Amsterdam's famed Rijksmuseum unveiled plans recently for a landmark show next year about the Netherlands' colonial role in slavery, saying it would tackle questions raised by the Black Lives Matter movement.
The Slavery exhibition will be the first major event on the sensitive subject of Dutch involvement in human trade across the Atlantic and Indian Oceans under one roof, said museum officials.
It comes as the Black Lives Matter protests in the United States are changing perceptions globally, and with the debate at home about the Netherlands' own attitude to race and its colonial history.

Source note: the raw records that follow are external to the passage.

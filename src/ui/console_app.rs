use crate::api_client::ApiClient;
use crate::cluster_context::ClusterContext;
use crate::config::config::Config;
use crate::help_text::HelpText;
use crate::system::catalog::{CategoryGroup, FunctionCatalog, FunctionDescriptor, FunctionKey};
use crate::system::catalog_store::ConsoleCatalogStore;
use crate::system::dispatch::{dispatch, Dispatch, FlatResult};
use crate::system::fetcher::{FetchInbox, HttpFetcher};
use crate::system::navigation::{FetchRequest, NavigationController, Resolution};
use crate::system::render_spec::TableRenderSpec;
use crate::system::row::Row;
use crate::table_display::export_to_csv;
use crate::ui::table_renderer::build_table;
use crate::utils::app_paths::AppPaths;
use crate::utils::logging::LogRingBuffer;
use anyhow::Result;
use chrono::Local;
use crossterm::{
    event::{self, Event, KeyCode, KeyEvent, KeyEventKind, KeyModifiers},
    execute,
    terminal::{disable_raw_mode, enable_raw_mode, EnterAlternateScreen, LeaveAlternateScreen},
};
use ratatui::{
    backend::{Backend, CrosstermBackend},
    layout::{Constraint, Direction, Layout, Rect},
    style::{Color, Modifier, Style},
    text::{Line, Span},
    widgets::{Block, Borders, Clear, List, ListItem, ListState, Paragraph, TableState, Wrap},
    Frame, Terminal,
};
use std::io;
use std::path::PathBuf;
use std::time::Duration;
use tracing::{info, warn};
use tui_input::{backend::crossterm::EventHandler, Input};

#[derive(Debug, Clone, Copy, PartialEq, Eq)]
enum AppMode {
    Catalog,
    Search,
    Level,
    Flat,
}

/// One line of the function list.
#[derive(Debug, Clone, PartialEq, Eq)]
pub enum CatalogEntry {
    Category {
        name: String,
        shown: usize,
        total: usize,
    },
    Function(FunctionKey),
}
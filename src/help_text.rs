use ratatui::style::{Color, Modifier, Style};
use ratatui::text::Line;

/// Help content for the console TUI
pub struct HelpText;

fn heading(text: &'static str) -> Line<'static> {
    Line::from(text).style(
        Style::default()
            .fg(Color::Yellow)
            .add_modifier(Modifier::BOLD),
    )
}

impl HelpText {
    pub fn left_column() -> Vec<Line<'static>> {
        vec![
            Line::from("Cluster Console Help").style(
                Style::default()
                    .fg(Color::Cyan)
                    .add_modifier(Modifier::BOLD),
            ),
            Line::from(""),
            heading("FUNCTIONS"),
            Line::from("  ↑↓ / j k - Select function"),
            Line::from("  Enter    - Open function"),
            Line::from("  /        - Fuzzy search"),
            Line::from("  a        - Show all / compact"),
            Line::from("  f        - Toggle favorite"),
            Line::from("  J / K    - Move function down / up"),
            Line::from("  [ / ]    - Move category up / down"),
            Line::from("  < / >    - Move function to previous / next category"),
            Line::from("  D        - Delete custom function or category"),
            Line::from("  r        - Reload functions"),
            Line::from("  q        - Quit"),
        ]
    }

    pub fn right_column() -> Vec<Line<'static>> {
        vec![
            heading("LEVELS"),
            Line::from("  ↑↓ / j k - Select row"),
            Line::from("  ←→ / h l - Select column"),
            Line::from("  Enter    - Drill into the linked cell"),
            Line::from("  Backspace / Esc - Back one level"),
            Line::from("  r        - Refresh level"),
            Line::from("  e        - Export level to CSV"),
            Line::from(""),
            heading("GLOBAL"),
            Line::from("  c        - Switch to next cluster"),
            Line::from("  F5       - Toggle log view"),
            Line::from("  F1       - Toggle this help"),
            Line::from("  Ctrl+C   - Quit"),
        ]
    }
}
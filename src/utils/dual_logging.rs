use chrono::Local;
use std::fs::{File, OpenOptions};
use std::io::Write;
use std::path::{Path, PathBuf};
use std::sync::{Mutex, OnceLock};

use super::app_paths::AppPaths;
use super::logging::{LogEntry, LogRingBuffer};

pub const CONSOLE_DEBUG_ENV: &str = "CLUSTER_CONSOLE_DEBUG";

static DUAL_LOGGER: OnceLock<DualLogger> = OnceLock::new();

/// Writes every entry to the in-memory ring buffer (F5 view) and a session log file.
pub struct DualLogger {
    ring_buffer: LogRingBuffer,
    log_file: Mutex<Option<File>>,
    log_path: PathBuf,
    echo_stderr: bool,
}

impl DualLogger {
    pub fn new() -> Self {
        let log_dir =
            AppPaths::log_dir().unwrap_or_else(|_| std::env::temp_dir().join("cluster-console"));
        Self::in_dir(&log_dir)
    }

    /// Logger writing `cluster-console_<timestamp>.log` under `log_dir`,
    /// with `latest.log` pointing at it.
    pub fn in_dir(log_dir: &Path) -> Self {
        let _ = std::fs::create_dir_all(log_dir);

        let timestamp = Local::now().format("%Y%m%d_%H%M%S");
        let log_path = log_dir.join(format!("cluster-console_{}.log", timestamp));
        let latest_path = log_dir.join("latest.log");

        #[cfg(unix)]
        {
            let _ = std::fs::remove_file(&latest_path);
            let _ = std::os::unix::fs::symlink(&log_path, &latest_path);
        }

        #[cfg(windows)]
        {
            let _ = std::fs::write(
                &latest_path,
                format!("Current log file: {}\n", log_path.display()),
            );
        }

        let log_file = OpenOptions::new()
            .create(true)
            .append(true)
            .open(&log_path)
            .ok();

        Self {
            ring_buffer: LogRingBuffer::new(),
            log_file: Mutex::new(log_file),
            log_path,
            echo_stderr: std::env::var(CONSOLE_DEBUG_ENV).is_ok(),
        }
    }

    pub fn log(&self, entry: LogEntry) {
        if let Ok(mut file) = self.log_file.lock() {
            if let Some(file) = file.as_mut() {
                let line = format!(
                    "[{}] {} [{}] {}\n",
                    entry.timestamp, entry.level, entry.target, entry.message
                );
                let _ = file.write_all(line.as_bytes());
                let _ = file.flush();
            }
        }

        if self.echo_stderr {
            eprintln!("{}", entry.format_for_display());
        }

        self.ring_buffer.push(entry);
    }

    pub fn ring_buffer(&self) -> &LogRingBuffer {
        &self.ring_buffer
    }

    pub fn log_path(&self) -> &Path {
        &self.log_path
    }

    pub fn flush(&self) {
        if let Ok(mut file) = self.log_file.lock() {
            if let Some(file) = file.as_mut() {
                let _ = file.flush();
            }
        }
    }
}

impl Default for DualLogger {
    fn default() -> Self {
        Self::new()
    }
}

pub fn init_dual_logger() -> &'static DualLogger {
    DUAL_LOGGER.get_or_init(DualLogger::new)
}

pub fn get_dual_logger() -> Option<&'static DualLogger> {
    DUAL_LOGGER.get()
}

#[cfg(test)]
mod tests {
    use super::*;
    use tempfile::TempDir;
    use tracing::Level;

    #[test]
    fn test_writes_file_and_buffer() {
        let dir = TempDir::new().unwrap();
        let logger = DualLogger::in_dir(dir.path());

        logger.log(LogEntry::new(Level::WARN, "navigation", "stale response".to_string()));
        logger.flush();

        let contents = std::fs::read_to_string(logger.log_path()).unwrap();
        assert!(contents.contains("WARN [navigation] stale response"));
        assert_eq!(logger.ring_buffer().len(), 1);

        #[cfg(unix)]
        assert!(dir.path().join("latest.log").exists());
    }
}
use std::sync::Arc;

use axum::{
    extract::Extension,
    response::{IntoResponse, Response},
    Json,
};

use crate::app::dto::{TransferRequest, TransferResponse};
use crate::app::errors::{rejection_status, service_error_to_response};
use crate::app::services::BankService;

pub async fn create(
    Extension(services): Extension<Arc<BankService>>,
    Json(body): Json<TransferRequest>,
) -> Response {
    match services
        .transfer(body.from_account, body.to_account, body.amount)
        .await
    {
        Ok(result) => (
            rejection_status(result.rejection.as_ref()),
            Json(TransferResponse::from(&result)),
        )
            .into_response(),
        Err(e) => service_error_to_response(e),
    }
}
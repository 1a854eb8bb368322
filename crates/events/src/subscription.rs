//! Subscription sessions: the transport-facing side of a hub registration.
//!
//! A [`Subscription`] is a stream of events for one account. It registers a
//! bounded channel with the hub when opened and deregisters it when dropped,
//! so a client disconnect releases the channel immediately (no polling leak
//! window). If the hub prunes the channel first (delivery failure), the stream
//! simply ends.
//!
//! ```text
//! Unregistered --open--> Active --(disconnect | delivery failure)--> Terminated
//! ```
//!
//! There is no idle timeout and no replay: once a gap occurs the session is
//! over and the client has to subscribe again.

use std::pin::Pin;
use std::sync::Arc;
use std::task::{Context, Poll};

use tokio::sync::mpsc;
use tokio_stream::Stream;

use ledgercast_core::{AccountNumber, SubscriberId};

use crate::event::NotificationEvent;
use crate::hub::NotificationHub;

/// Lifecycle of a subscription session.
#[derive(Debug, Copy, Clone, PartialEq, Eq)]
pub enum SessionState {
    Unregistered,
    Active,
    Terminated,
}

#[derive(Debug)]
pub struct Subscription {
    hub: Arc<NotificationHub>,
    account: AccountNumber,
    id: Option<SubscriberId>,
    receiver: mpsc::Receiver<NotificationEvent>,
    state: SessionState,
}

impl Subscription {
    /// Register a new session for `account` with room for `buffer` pending
    /// events. A `SYSTEM` greeting is queued before any ledger event.
    pub fn open(hub: Arc<NotificationHub>, account: AccountNumber, buffer: usize) -> Self {
        let (tx, receiver) = mpsc::channel(buffer.max(1));
        let mut session = Self {
            hub,
            account,
            id: None,
            receiver,
            state: SessionState::Unregistered,
        };

        let greeting = NotificationEvent::system(
            session.account.clone(),
            format!("subscribed to account {}", session.account),
        );
        // Fresh channel with capacity >= 1: cannot fail.
        let _ = tx.try_send(greeting);

        let id = session.hub.subscribe(session.account.clone(), tx);
        session.id = Some(id);
        session.state = SessionState::Active;
        tracing::info!(account = %session.account, subscriber = %id, "subscription opened");
        session
    }

    pub fn account(&self) -> &AccountNumber {
        &self.account
    }

    pub fn id(&self) -> Option<SubscriberId> {
        self.id
    }

    pub fn state(&self) -> SessionState {
        self.state
    }

    /// Wait for the next event. `None` means the session has terminated.
    pub async fn recv(&mut self) -> Option<NotificationEvent> {
        let next = self.receiver.recv().await;
        if next.is_none() {
            self.close();
        }
        next
    }

    /// End the session and release the hub registration. Idempotent.
    pub fn close(&mut self) {
        if self.state == SessionState::Terminated {
            return;
        }
        if let Some(id) = self.id {
            self.hub.unsubscribe(&self.account, id);
            tracing::info!(account = %self.account, subscriber = %id, "subscription closed");
        }
        self.receiver.close();
        self.state = SessionState::Terminated;
    }
}

impl Stream for Subscription {
    type Item = NotificationEvent;

    fn poll_next(self: Pin<&mut Self>, cx: &mut Context<'_>) -> Poll<Option<Self::Item>> {
        let this = self.get_mut();
        match this.receiver.poll_recv(cx) {
            Poll::Ready(None) => {
                this.close();
                Poll::Ready(None)
            }
            other => other,
        }
    }
}

impl Drop for Subscription {
    fn drop(&mut self) {
        self.close();
    }
}

#[cfg(test)]
mod tests {
    use super::*;
    use crate::event::EventKind;
    use rust_decimal_macros::dec;
    use tokio_stream::StreamExt;

    fn acc(n: &str) -> AccountNumber {
        AccountNumber::from(n)
    }

    #[tokio::test]
    async fn open_registers_and_greets() {
        let hub = Arc::new(NotificationHub::new());
        let mut sub = Subscription::open(hub.clone(), acc("0001"), 8);

        assert_eq!(sub.state(), SessionState::Active);
        assert_eq!(hub.subscriber_count(&acc("0001")), 1);

        let greeting = sub.recv().await.unwrap();
        assert_eq!(greeting.kind(), EventKind::System);
    }

    #[tokio::test]
    async fn published_events_arrive_in_order() {
        let hub = Arc::new(NotificationHub::new());
        let mut sub = Subscription::open(hub.clone(), acc("0001"), 8);
        let _ = sub.next().await; // greeting

        hub.publish(&acc("0001"), &NotificationEvent::deposit(acc("0001"), dec!(5), dec!(105)));
        hub.publish(&acc("0001"), &NotificationEvent::withdraw(acc("0001"), dec!(2), dec!(103)));

        assert_eq!(sub.next().await.unwrap().kind(), EventKind::Deposit);
        assert_eq!(sub.next().await.unwrap().kind(), EventKind::Withdraw);
    }

    #[tokio::test]
    async fn dropping_the_session_deregisters_promptly() {
        let hub = Arc::new(NotificationHub::new());
        let sub = Subscription::open(hub.clone(), acc("0002"), 8);
        assert_eq!(hub.active_accounts(), 1);

        drop(sub);
        assert_eq!(hub.subscriber_count(&acc("0002")), 0);
        assert_eq!(hub.active_accounts(), 0);
    }

    #[tokio::test]
    async fn overflowing_session_is_pruned_and_stream_ends() {
        let hub = Arc::new(NotificationHub::new());
        // Buffer of one is already taken by the greeting.
        let mut sub = Subscription::open(hub.clone(), acc("0001"), 1);

        let delivered =
            hub.publish(&acc("0001"), &NotificationEvent::deposit(acc("0001"), dec!(1), dec!(1)));
        assert_eq!(delivered, 0);
        assert_eq!(hub.subscriber_count(&acc("0001")), 0);

        assert_eq!(sub.recv().await.unwrap().kind(), EventKind::System);
        assert!(sub.recv().await.is_none());
        assert_eq!(sub.state(), SessionState::Terminated);
    }

    #[tokio::test]
    async fn id_names_the_hub_registration() {
        let hub = Arc::new(NotificationHub::new());
        let sub = Subscription::open(hub.clone(), acc("0003"), 4);
        let id = sub.id().unwrap();

        assert!(hub.unsubscribe(sub.account(), id));
        assert_eq!(hub.subscriber_count(&acc("0003")), 0);
    }

    #[tokio::test]
    async fn close_is_idempotent() {
        let hub = Arc::new(NotificationHub::new());
        let mut sub = Subscription::open(hub.clone(), acc("0001"), 4);
        sub.close();
        sub.close();
        assert_eq!(sub.state(), SessionState::Terminated);
        assert_eq!(hub.active_accounts(), 0);
    }
}
//! Balance-change notifications: event model, channels, fan-out hub and
//! subscription sessions.

pub mod channel;
pub mod event;
pub mod hub;
pub mod subscription;

pub use channel::{Channel, DeliveryError};
pub use event::{EventKind, NotificationEvent};
pub use hub::NotificationHub;
pub use subscription::{SessionState, Subscription};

The colonial past of the Netherlands had an "important role in laying the foundations for the present-day Netherlands," said Rijksmuseum director Taco Dibbits at the exhibition's launch event, held online due to coronavirus restrictions.
"In the colonial history slavery also has an important role and we felt that we should tell that story," he said, adding "I think that Black Lives Matter certainly addresses many questions that are also addressed in the exhibition."
During the height of its colonial empire in the 17th century, the Netherlands kept colonies in the Caribbean including Suriname and Curacao, in South Africa, as well as in the former Dutch East Indies in Asia, the modern-day Indonesia.
The exhibition, which opens next year in February, will tell the story of 10 people whose lives were intricately interwoven with slavery - from slaves themselves to slave and plantation owners to those who resisted the practice.
This included the story of a man born into slavery on a plantation in Suriname at the time it was under Dutch colonial rule and eventually dying as a slave there.
A central exhibit to illustrate the man's story is a sugar cane juice boiling kettle, showing how slaves were forced to work day-and-night under "extreme severe conditions," said museum officials.
Also in the exhibition are drawings of the same plantation, made for its young Dutch owner named Jonas Witsen, who inherited it but who had no intention of ever visiting there.
Each of the 10 stories are accompanied by an audio tour told by contemporary narrators who have a direct connection to people featured.
"The exhibition doesn't give answers to all the questions, but it is there to stimulate visitors to think about the system of slavery," said Eveline Sint Nicolaas, senior curator at the Rijksmuseum.
The Rijksmuseum holds priceless works from artists such as Rembrandt who flourished during the "Golden Age" of Dutch art, which was itself fuelled by the riches coming in from the colonies.
The Netherlands has not formally apologised for its role in the slave trade.
But Dutch Prime Minister Mark Rutte admitted in the wake of the Black Lives Matter protests earlier this year that racism was also a problem in the Netherlands.
Calls are also intensifying in the Netherlands to scrap Black Pete, a festive children's character that traditionally accompanies Saint Nicholas, wearing blackface, thick red lips and an afro wig.
Activists say "Zwarte Piet" is racist and harks back to the Dutch colonial past.
The Rijksmuseum exhibition was all about "history that has not left behind yet," said Valika Smeulders, the Rijksmuseum's head of history.